Saturday, May 07, 2005

More on this later, but there are two revolutions in criminal justice that are quietly underway.

The first concerns the penal system, and involves the relative cost-benefit of strapping GPS monitors on convicted felons rather than imprisoning them.

However, as William Saletan notes today, the rationale behind using GPS monitors makes it difficult to restrict them for use with convicts alone:
As GPS gets cheaper, politicians will be tempted to order it not just for people who would otherwise be jailed, but for those who wouldn't. Some jurisdictions authorize it for all sex offenders, including teenage boys with underage girlfriends. Others are extending it to abusive husbands, stalkers, and gang members who might intimidate witnesses. Others are using it to enforce curfews on wayward juveniles. In Britain, some auto insurers use it to monitor drivers.
Further, since GPS monitors can still be cut off, the next step will likely be GPS implants:
And just this morning, police in Florida had to hunt down a sexual predator the old-fashioned way after he cut off his ankle bracelet. If anklets can't track sex offenders reliably, the next step may be GPS implants. Just you watch.
Scary stuff, that. Makes you wonder whether the tooth-excision scene in Twelve Monkeys will soon be playing itself out in reality as well.

Meanwhile, the second revolution has to do with determinations of culpability. There's no actual trial evidence of this yet that I know of, but with the advent of fMRI, you're likely to see defendents receiving brain scans in the future.

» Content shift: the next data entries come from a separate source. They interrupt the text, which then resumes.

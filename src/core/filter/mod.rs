//! Record filtering with a small, closed boolean expression language.
//!
//! Expressions are parsed once per run into a tree whose leaves are tagged as
//! general or financial. That tagging drives the two-pass protocol: the
//! general part is checked first, and a record only costs an accounts lookup
//! when the general part cannot already rule it out.

pub mod eval;
pub mod lexer;
pub mod parser;

use crate::domain::catalog::FieldCatalog;
use thiserror::Error;

pub use eval::{evaluate, FieldLookup, RecordScope, Value, Verdict};
pub use parser::{CmpOp, Expr, FieldRef, View};

#[derive(Debug, Error, Clone, PartialEq)]
pub enum FilterError {
    #[error("unexpected character '{ch}' at position {pos}")]
    UnexpectedChar { ch: char, pos: usize },
    #[error("unterminated string literal starting at position {0}")]
    UnterminatedString(usize),
    #[error("invalid number '{0}'")]
    InvalidNumber(String),
    #[error("unexpected token {0}")]
    UnexpectedToken(String),
    #[error("unexpected end of expression")]
    UnexpectedEnd,
    #[error("unknown field '{0}'")]
    UnknownField(String),
    #[error("expression is empty")]
    Empty,
    #[error("expression nests deeper than {0} levels")]
    TooDeep(usize),
    #[error("expression is longer than {0} tokens")]
    TooLong(usize),
}

/// A compiled filter expression.
#[derive(Debug, Clone)]
pub struct FilterExpression {
    source: String,
    root: Expr,
    financial: bool,
}

impl FilterExpression {
    pub fn compile(source: &str, catalog: &FieldCatalog) -> Result<Self, FilterError> {
        let root = parser::parse(source, catalog)?;
        let financial = root.references_financial();
        Ok(Self {
            source: source.trim().to_string(),
            root,
            financial,
        })
    }

    pub fn source(&self) -> &str {
        &self.source
    }

    pub fn references_financial(&self) -> bool {
        self.financial
    }

    /// Full evaluation. Any evaluation error means "does not match".
    pub fn matches(&self, scope: &dyn FieldLookup) -> bool {
        match evaluate(&self.root, scope) {
            Ok(value) => value.is_truthy(),
            Err(e) => {
                tracing::debug!("Filter evaluation failed, treating as no match: {}", e);
                false
            }
        }
    }

    /// Preliminary pass over the general part of the expression only.
    pub fn preliminary(&self, scope: &dyn FieldLookup) -> Verdict {
        eval::assess(&self.root, scope)
    }
}

/// The filter a run applies to every record.
#[derive(Debug, Clone)]
pub enum RecordFilter {
    AcceptAll,
    Expression(FilterExpression),
    /// The expression could not be compiled; every record is rejected.
    Unusable { source: String, reason: FilterError },
}

impl RecordFilter {
    pub fn from_source(source: Option<&str>, catalog: &FieldCatalog) -> Self {
        let Some(source) = source.filter(|s| !s.trim().is_empty()) else {
            return RecordFilter::AcceptAll;
        };

        match FilterExpression::compile(source, catalog) {
            Ok(expression) => {
                tracing::info!(
                    "🔎 Filter: {} ({})",
                    expression.source(),
                    if expression.references_financial() {
                        "uses financial fields"
                    } else {
                        "general fields only"
                    }
                );
                RecordFilter::Expression(expression)
            }
            Err(reason) => {
                tracing::warn!(
                    "⚠️ Filter '{}' is invalid ({}); no records will match",
                    source,
                    reason
                );
                RecordFilter::Unusable {
                    source: source.to_string(),
                    reason,
                }
            }
        }
    }

    pub fn references_financial(&self) -> bool {
        matches!(self, RecordFilter::Expression(e) if e.references_financial())
    }
}
use thiserror::Error;

#[derive(Error, Debug)]
pub enum EtlError {
    #[error("API request failed: {0}")]
    ApiError(#[from] reqwest::Error),

    #[error("API returned HTTP {status} for {url}")]
    HttpStatusError { status: u16, url: String },

    #[error("CSV processing error: {0}")]
    CsvError(#[from] csv::Error),

    #[error("IO error: {0}")]
    IoError(#[from] std::io::Error),

    #[error("Configuration error: {message}")]
    ConfigError { message: String },

    #[error("Configuration error in '{field}': {message}")]
    ConfigValidationError { field: String, message: String },

    #[error("Invalid value '{value}' for '{field}': {reason}")]
    InvalidConfigValueError {
        field: String,
        value: String,
        reason: String,
    },

    #[error("Data processing error: {message}")]
    ProcessingError { message: String },
}

#[derive(Debug, Clone, Copy, PartialEq, Eq)]
pub enum ErrorCategory {
    Network,
    Data,
    Storage,
    Configuration,
}

#[derive(Debug, Clone, Copy, PartialEq, Eq, PartialOrd, Ord)]
pub enum ErrorSeverity {
    Low,
    Medium,
    High,
    Critical,
}

impl EtlError {
    pub fn category(&self) -> ErrorCategory {
        match self {
            EtlError::ApiError(_) | EtlError::HttpStatusError { .. } => ErrorCategory::Network,
            EtlError::CsvError(_) | EtlError::IoError(_) => ErrorCategory::Storage,
            EtlError::ProcessingError { .. } => ErrorCategory::Data,
            EtlError::ConfigError { .. }
            | EtlError::ConfigValidationError { .. }
            | EtlError::InvalidConfigValueError { .. } => ErrorCategory::Configuration,
        }
    }

    pub fn severity(&self) -> ErrorSeverity {
        match self.category() {
            // 上游錯誤在管線內部已降級處理，能走到這裡代表可以重試
            ErrorCategory::Network => ErrorSeverity::Medium,
            ErrorCategory::Data => ErrorSeverity::High,
            ErrorCategory::Configuration => ErrorSeverity::High,
            ErrorCategory::Storage => ErrorSeverity::Critical,
        }
    }

    pub fn recovery_suggestion(&self) -> &'static str {
        match self {
            EtlError::ApiError(_) | EtlError::HttpStatusError { .. } => {
                "Check network connectivity and that data.brreg.no is reachable, then retry"
            }
            EtlError::CsvError(_) | EtlError::IoError(_) => {
                "Check that the output directory exists and is writable"
            }
            EtlError::ConfigError { .. }
            | EtlError::ConfigValidationError { .. }
            | EtlError::InvalidConfigValueError { .. } => {
                "Review the command line arguments and the TOML configuration file"
            }
            EtlError::ProcessingError { .. } => "Re-run with --verbose for details",
        }
    }

    pub fn user_friendly_message(&self) -> String {
        match self {
            EtlError::ApiError(e) if e.is_timeout() => {
                "The registry API did not answer in time".to_string()
            }
            EtlError::ApiError(_) => "Could not reach the registry API".to_string(),
            EtlError::HttpStatusError { status, .. } => {
                format!("The registry API answered with HTTP {}", status)
            }
            EtlError::CsvError(_) | EtlError::IoError(_) => {
                format!("Could not write the output file: {}", self)
            }
            other => other.to_string(),
        }
    }
}

pub type Result<T> = std::result::Result<T, EtlError>;
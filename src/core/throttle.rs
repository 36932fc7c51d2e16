use std::time::{Duration, Instant};
use tokio::time::sleep;

/// Spaces out calls so that at most one starts per `min_interval`.
#[derive(Debug)]
pub struct Throttle {
    min_interval: Duration,
    last: Option<Instant>,
}

impl Throttle {
    pub fn new(min_interval: Duration) -> Self {
        Self {
            min_interval,
            last: None,
        }
    }

    /// Waits out the rest of the interval since the previous call, then
    /// records this call. The first call never waits.
    pub async fn wait(&mut self) {
        if let Some(last) = self.last {
            let elapsed = last.elapsed();
            if elapsed < self.min_interval {
                sleep(self.min_interval - elapsed).await;
            }
        }
        self.last = Some(Instant::now());
    }
}
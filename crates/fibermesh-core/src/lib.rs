//! Fibermesh Core Library
//!
//! Address-routed pub/sub messaging fibers over TCP.
//!
//! ## Overview
//!
//! A fiber is a process-local messaging endpoint participating in a
//! larger addressable-entity space. Each fiber binds a publish endpoint
//! at its own address and subscribes to every peer in a dynamically
//! discovered address list. Envelopes addressed to entities registered on
//! the local fiber are delivered in-process, skipping the network
//! entirely; everything else is broadcast to all connected peers.
//!
//! Topology changes are hidden from callers: a periodic discovery task
//! fetches the latest peer list, and when it really differs from the
//! active set the fiber rebuilds only its subscribe side and reconnects.
//! Connection readiness is observable through the status channel.
//!
//! ## Quick Start
//!
//! ```ignore
//! use fibermesh_core::{FiberConfig, PubSubFiber, SendOptions};
//! use serde_json::json;
//! use std::time::Duration;
//!
//! #[tokio::main]
//! async fn main() -> anyhow::Result<()> {
//!     let peers = vec!["127.0.0.1:7001".into(), "127.0.0.1:7002".into()];
//!     let refresh_peers = peers.clone();
//!     let config = FiberConfig::builder()
//!         .publish_address("127.0.0.1:7001")
//!         .addresses(peers)
//!         .refresh_addresses(move || {
//!             let peers = refresh_peers.clone();
//!             Box::pin(async move { Ok(peers) })
//!         })
//!         .refresh_interval(Duration::from_secs(5))
//!         .scheduler(tokio::runtime::Handle::current())
//!         .build()?;
//!
//!     let fiber = PubSubFiber::new(config);
//!     let mut inbox = fiber.register_entity("greeter");
//!     fiber.start().await?;
//!
//!     fiber.send(SendOptions::new("greeter", "remote-entity", json!({"hello": "world"})))?;
//!
//!     while let Some(envelope) = inbox.recv().await {
//!         println!("{} -> {}: {}", envelope.from, envelope.to, envelope.body);
//!     }
//!     Ok(())
//! }
//! ```

pub mod config;
pub mod envelope;
pub mod error;
pub mod fiber;
pub mod lifecycle;
pub mod net;
pub mod registry;
pub mod types;

// Re-exports
pub use config::{FiberConfig, FiberConfigBuilder, RefreshFn, DEFAULT_MONITOR_INTERVAL};
pub use envelope::{Envelope, EnvelopeCodec, JsonCodec, PostcardCodec};
pub use error::{FiberError, FiberResult};
pub use fiber::{PubSubFiber, SendOptions};
pub use lifecycle::FiberBase;
pub use net::{ConfirmLatch, FiberDebugInfo, FiberStatus, Readiness, ReadyFlags};
pub use registry::{EntityMailbox, EntityRegistry};
pub use types::{EntityId, FiberId, MessageId, PeerAddr};
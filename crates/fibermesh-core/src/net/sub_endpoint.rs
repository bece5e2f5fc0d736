//! Subscribe side of the fiber's transport
//!
//! One outbound connection task per peer address (self excluded), each
//! running a framed read loop that decodes inbound envelopes and hands
//! them to local delivery while `Readiness::Subscribe` is applied.
//!
//! Connect monitoring, when enabled, is a polling task: connection tasks
//! record their address in a shared set on success, and the monitor
//! samples that set at the configured interval, feeding observations to
//! a [`ConfirmLatch`]. The latch dedupes per address, so re-observing a
//! connected peer on every poll never double-counts. When the latch
//! completes the monitor disarms itself and then emits a single
//! `SubsConnected` status event.

use std::collections::HashSet;
use std::sync::Arc;

use futures::StreamExt;
use parking_lot::Mutex;
use tokio::net::TcpStream;
use tokio::task::JoinHandle;
use tokio_util::codec::{FramedRead, LengthDelimitedCodec};
use tracing::{debug, trace, warn};

use crate::error::{FiberError, FiberResult};
use crate::net::events::FiberStatus;
use crate::net::latch::ConfirmLatch;
use crate::net::readiness::Readiness;
use crate::net::state::NetContext;
use crate::types::PeerAddr;

/// Delay between transport-level connect attempts to one peer
///
/// A pub/sub connect is not a one-shot operation: a peer's publish side
/// may bind after we start dialing it, and may come back after dropping
/// us. The connection task keeps dialing at this cadence until the
/// endpoint is torn down or reconciliation drops the address.
const CONNECT_RETRY_INTERVAL: std::time::Duration = std::time::Duration::from_millis(100);

/// One incarnation of the subscribe endpoint
///
/// Built by a cycle, torn down whole on the next cycle or on stop.
pub(crate) struct SubEndpoint {
    conn_tasks: Vec<JoinHandle<()>>,
    monitor_task: Option<JoinHandle<()>>,
    connected: Arc<Mutex<HashSet<PeerAddr>>>,
}

impl SubEndpoint {
    /// Allocate a fresh, unconnected endpoint
    pub(crate) fn cycle() -> Self {
        Self {
            conn_tasks: Vec::new(),
            monitor_task: None,
            connected: Arc::new(Mutex::new(HashSet::new())),
        }
    }

    /// Connect to every peer except self and apply `Readiness::Subscribe`
    ///
    /// Each connect runs in its own task, fire-and-forget: a failed
    /// connect is logged and affects only that address. When monitoring
    /// is enabled it is armed before any connect is initiated.
    pub(crate) fn connect_all(&mut self, peers: &[PeerAddr], ctx: &NetContext) {
        let others: Vec<PeerAddr> = peers
            .iter()
            .filter(|addr| **addr != ctx.publish_address)
            .cloned()
            .collect();

        debug!(peers = others.len(), "Connecting subscribe endpoint");

        if ctx.monitor_connections {
            self.arm_monitor(others.clone(), ctx);
        }

        for addr in others {
            self.conn_tasks.push(spawn_peer_connection(addr, ctx, self.connected.clone()));
        }

        ctx.ready.apply(Readiness::Subscribe);
    }

    /// Start the confirmation monitor for this connect cycle
    fn arm_monitor(&mut self, expected: Vec<PeerAddr>, ctx: &NetContext) {
        let connected = self.connected.clone();
        let status_tx = ctx.status_tx.clone();
        let interval = ctx.monitor_interval;

        self.monitor_task = Some(ctx.scheduler.spawn(async move {
            let mut latch = ConfirmLatch::new(expected.iter().cloned());
            let mut ticker = tokio::time::interval(interval);
            loop {
                ticker.tick().await;
                {
                    let snapshot = connected.lock();
                    for addr in snapshot.iter() {
                        latch.observe(addr);
                    }
                }
                if latch.is_complete() {
                    break;
                }
                trace!(remaining = latch.remaining(), "Awaiting peer connections");
            }

            // The loop has exited: monitoring is disarmed before the
            // confirmation is announced.
            debug!(peers = expected.len(), "All expected peers connected");
            let _ = status_tx.send(FiberStatus::SubsConnected { addresses: expected });
        }));
    }

    /// Addresses with a currently-live connection
    pub(crate) fn connected_addresses(&self) -> Vec<PeerAddr> {
        self.connected.lock().iter().cloned().collect()
    }

    /// Tear the endpoint down: disarm monitoring and drop every peer
    /// connection
    pub(crate) fn close(self) {
        if let Some(task) = self.monitor_task {
            task.abort();
        }
        for task in self.conn_tasks {
            task.abort();
        }
    }
}

/// One transport-level connect attempt
async fn connect_peer(addr: &PeerAddr) -> FiberResult<TcpStream> {
    TcpStream::connect(addr.socket_addr())
        .await
        .map_err(|e| FiberError::Connect(format!("Failed to connect to {}: {}", addr, e)))
}

/// Connect to one peer and run its read loop until the connection ends
fn spawn_peer_connection(
    addr: PeerAddr,
    ctx: &NetContext,
    connected: Arc<Mutex<HashSet<PeerAddr>>>,
) -> JoinHandle<()> {
    let ready = ctx.ready.clone();
    let codec = ctx.codec.clone();
    let registry = ctx.registry.clone();

    ctx.scheduler.spawn(async move {
        let mut attempts: u32 = 0;
        loop {
            let stream = match connect_peer(&addr).await {
                Ok(stream) => stream,
                Err(e) => {
                    attempts += 1;
                    if attempts == 1 {
                        warn!(peer = %addr, error = %e, "Failed to connect to peer; retrying");
                    } else {
                        trace!(peer = %addr, error = %e, attempts, "Connect attempt failed");
                    }
                    tokio::time::sleep(CONNECT_RETRY_INTERVAL).await;
                    continue;
                }
            };
            attempts = 0;
            debug!(peer = %addr, "Connected to peer");
            connected.lock().insert(addr.clone());

            let mut frames = FramedRead::new(stream, LengthDelimitedCodec::new());
            while let Some(frame) = frames.next().await {
                match frame {
                    Ok(bytes) => {
                        if !ready.is_applied(Readiness::Subscribe) {
                            trace!(peer = %addr, "Dropping inbound frame while subscribe unready");
                            continue;
                        }
                        match codec.deserialize(&bytes) {
                            Ok(envelope) => {
                                trace!(peer = %addr, to = %envelope.to, "Received envelope");
                                registry.deliver(envelope);
                            }
                            Err(e) => {
                                warn!(peer = %addr, error = %e, "Failed to decode inbound envelope");
                            }
                        }
                    }
                    Err(e) => {
                        warn!(peer = %addr, error = %e, "Read error on peer connection");
                        break;
                    }
                }
            }

            debug!(peer = %addr, "Peer connection closed");
            connected.lock().remove(&addr);
            tokio::time::sleep(CONNECT_RETRY_INTERVAL).await;
        }
    })
}
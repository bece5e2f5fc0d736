//! Endpoint readiness guard
//!
//! Socket I/O on either side is gated on its flag: egress envelopes are
//! dropped while publish is unready, inbound frames are dropped while
//! subscribe is unready. Flags are unapplied before the owning endpoint
//! closes and applied only after its setup step succeeds.

use std::sync::atomic::{AtomicBool, Ordering};

/// The two independent readiness flags
#[derive(Debug, Clone, Copy, PartialEq, Eq)]
pub enum Readiness {
    /// Publish endpoint is bound and accepting subscribers
    Publish,
    /// Subscribe endpoint is connected to the current peer set
    Subscribe,
}

/// Readiness state shared between the fiber and its endpoint tasks
#[derive(Debug, Default)]
pub struct ReadyFlags {
    publish: AtomicBool,
    subscribe: AtomicBool,
}

impl ReadyFlags {
    /// Both flags unapplied
    pub fn new() -> Self {
        Self::default()
    }

    fn flag(&self, which: Readiness) -> &AtomicBool {
        match which {
            Readiness::Publish => &self.publish,
            Readiness::Subscribe => &self.subscribe,
        }
    }

    /// Mark a flag applied
    pub fn apply(&self, which: Readiness) {
        self.flag(which).store(true, Ordering::Release);
    }

    /// Mark a flag unapplied
    pub fn unapply(&self, which: Readiness) {
        self.flag(which).store(false, Ordering::Release);
    }

    /// Whether a flag is currently applied
    pub fn is_applied(&self, which: Readiness) -> bool {
        self.flag(which).load(Ordering::Acquire)
    }
}

#[cfg(test)]
mod tests {
    use super::*;

    #[test]
    fn test_starts_unapplied() {
        let flags = ReadyFlags::new();
        assert!(!flags.is_applied(Readiness::Publish));
        assert!(!flags.is_applied(Readiness::Subscribe));
    }

    #[test]
    fn test_flags_independent() {
        let flags = ReadyFlags::new();
        flags.apply(Readiness::Publish);
        assert!(flags.is_applied(Readiness::Publish));
        assert!(!flags.is_applied(Readiness::Subscribe));

        flags.apply(Readiness::Subscribe);
        flags.unapply(Readiness::Publish);
        assert!(!flags.is_applied(Readiness::Publish));
        assert!(flags.is_applied(Readiness::Subscribe));
    }

    #[test]
    fn test_reapply() {
        let flags = ReadyFlags::new();
        flags.apply(Readiness::Publish);
        flags.unapply(Readiness::Publish);
        flags.apply(Readiness::Publish);
        assert!(flags.is_applied(Readiness::Publish));
    }
}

The idea behind it will be to distinguish historical and ethical culpability; whether an individual actually killed someone is a much different matter from whether they chose to do so or were biologically compelled to. At present we make this distinction only in cases of insanity, but as the precision of fMRI imaging increases we're likely to see it applied to a host of other disorders as well.

Like I said, I'll probably get into each of these topics in more depth later. But for now it's certainly something to keep an eye on.